En la Escuela el trato era igual para todas, fuera cual fuese el motivo por el que estaban internadas. Había mucha rectitud y se tenían que cumplir las normas, quien no lo hacía iba una semana al chiscón, una especie de celda de aislamiento, con un camastro y un cubo para las necesidades. Pero para Encarnació no representaba ningún esfuerzo seguir las normas, ni le molestaba la rectitud del centro, acostumbrada cómo estaba a la rigidez del colegio de Lleida.

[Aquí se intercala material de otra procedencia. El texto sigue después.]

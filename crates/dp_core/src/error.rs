use thiserror::Error;

#[derive(Error, Debug)]
pub enum Error {
    #[error("IO error: {0}")]
    Io(#[from] std::io::Error),

    #[error("Serialization error: {0}")]
    Serialization(#[from] serde_json::Error),

    #[error("HTTP error: {0}")]
    Http(#[from] reqwest::Error),

    #[error("Invalid URL: {0}")]
    InvalidUrl(String),

    #[error("Failed to fetch feed '{feed}': {message}")]
    Fetch { feed: String, message: String },

    #[error("Responder error: {0}")]
    Responder(String),

    #[error("Malformed agent output: {0}")]
    MalformedAgentOutput(String),

    #[error("Storage error: {0}")]
    Storage(String),

    #[error("Identifier already taken by another source: {0}")]
    IdConflict(String),

    #[error("Publish failed: {0}")]
    PublishFailed(String),

    #[error("Timed out: {0}")]
    Timeout(String),

    #[error("Fatal configuration error: {0}")]
    FatalConfiguration(String),

    #[error("External error: {0}")]
    External(#[from] anyhow::Error),
}

impl Error {
    /// Errors that abort a run instead of being counted against a single item.
    pub fn is_fatal(&self) -> bool {
        matches!(self, Error::FatalConfiguration(_))
    }
}

pub type Result<T> = std::result::Result<T, Error>;
use async_trait::async_trait;
use serde::{Deserialize, Serialize};
use crate::Result;

/// Limits and hints passed along with every prompt.
#[derive(Debug, Clone, PartialEq, Eq, Serialize, Deserialize)]
pub struct Constraints {
    /// Upper bound on the response length, in characters.
    pub max_length: usize,
    /// Free-form style/role hint, e.g. `"summarizer"`.
    pub role: String,
}

impl Constraints {
    pub fn new(role: impl Into<String>, max_length: usize) -> Self {
        Self {
            max_length,
            role: role.into(),
        }
    }
}

#[async_trait]
pub trait Responder: Send + Sync {
    fn name(&self) -> &str;

    /// Complete `prompt`, returning raw model text.
    async fn complete(&self, prompt: &str, constraints: &Constraints) -> Result<String>;
}
use dp_core::{Error, Result};
use serde::Deserialize;

use crate::json::response_object;

pub mod editor;
pub mod prompts;
pub mod summarizer;

pub use editor::EditorAgent;
pub use summarizer::SummarizerAgent;

/// Fields any agent response may carry. `null` and missing are the same.
#[derive(Debug, Default, Deserialize)]
#[serde(default)]
pub(crate) struct AgentPayload {
    pub title: Option<String>,
    pub summary: Option<String>,
    pub body: Option<String>,
    pub takeaways: Option<Vec<String>>,
    pub tags: Option<Vec<String>>,
    pub disclaimer: Option<String>,
}

impl AgentPayload {
    /// Parse and shape-check a raw response: it must hold a JSON object with
    /// a non-empty title and body.
    pub(crate) fn from_response(agent: &str, text: &str) -> Result<Self> {
        let object = response_object(text).ok_or_else(|| {
            Error::MalformedAgentOutput(format!("{} response did not contain a JSON object", agent))
        })?;
        let payload: AgentPayload = serde_json::from_value(serde_json::Value::Object(object))
            .map_err(|e| Error::MalformedAgentOutput(format!("{} response has the wrong shape: {}", agent, e)))?;

        if payload.title().is_empty() {
            return Err(Error::MalformedAgentOutput(format!("{} returned an empty title", agent)));
        }
        if payload.body().is_empty() {
            return Err(Error::MalformedAgentOutput(format!("{} returned an empty body", agent)));
        }
        Ok(payload)
    }

    pub(crate) fn title(&self) -> &str {
        self.title.as_deref().map(str::trim).unwrap_or_default()
    }

    pub(crate) fn body(&self) -> &str {
        self.body.as_deref().map(str::trim).unwrap_or_default()
    }

    pub(crate) fn summary(&self) -> Option<&str> {
        self.summary.as_deref().map(str::trim).filter(|s| !s.is_empty())
    }
}

pub(crate) fn clean_list(values: &[String]) -> Vec<String> {
    let mut seen = std::collections::HashSet::new();
    values
        .iter()
        .map(|v| v.trim())
        .filter(|v| !v.is_empty() && seen.insert(v.to_string()))
        .map(str::to_string)
        .collect()
}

A los veintiún años, cuando ya finalmente podía marchar, la madre Gloria le ofreció quedarse como maestra en el centro, pero como ella dice, necesitaba vivir la vida, conocer gente, tener amistades, ser una persona normal, y prefirió venir a Barcelona, buscar a su padrastro e intentar formar una familia. La vida de Encarnació está marcada por los años pasados interna, especialmente los que pasó en Lleida, que lo compara con la historia de Oliver Twist, por el aislamiento, la represión, el miedo, el desprecio y los maltratos que sufrió. Cree que no ha tenido suerte en la vida y que es consecuencia de la infancia que pasó. Porque su manera de pensar, la manera de ver las cosas que le habían inculcado, la marcó mucho. Siempre con aquel miedo… Pero en realidad Encarnació es una mujer fuerte, luchadora, que tiene a su lado gente que la quiere.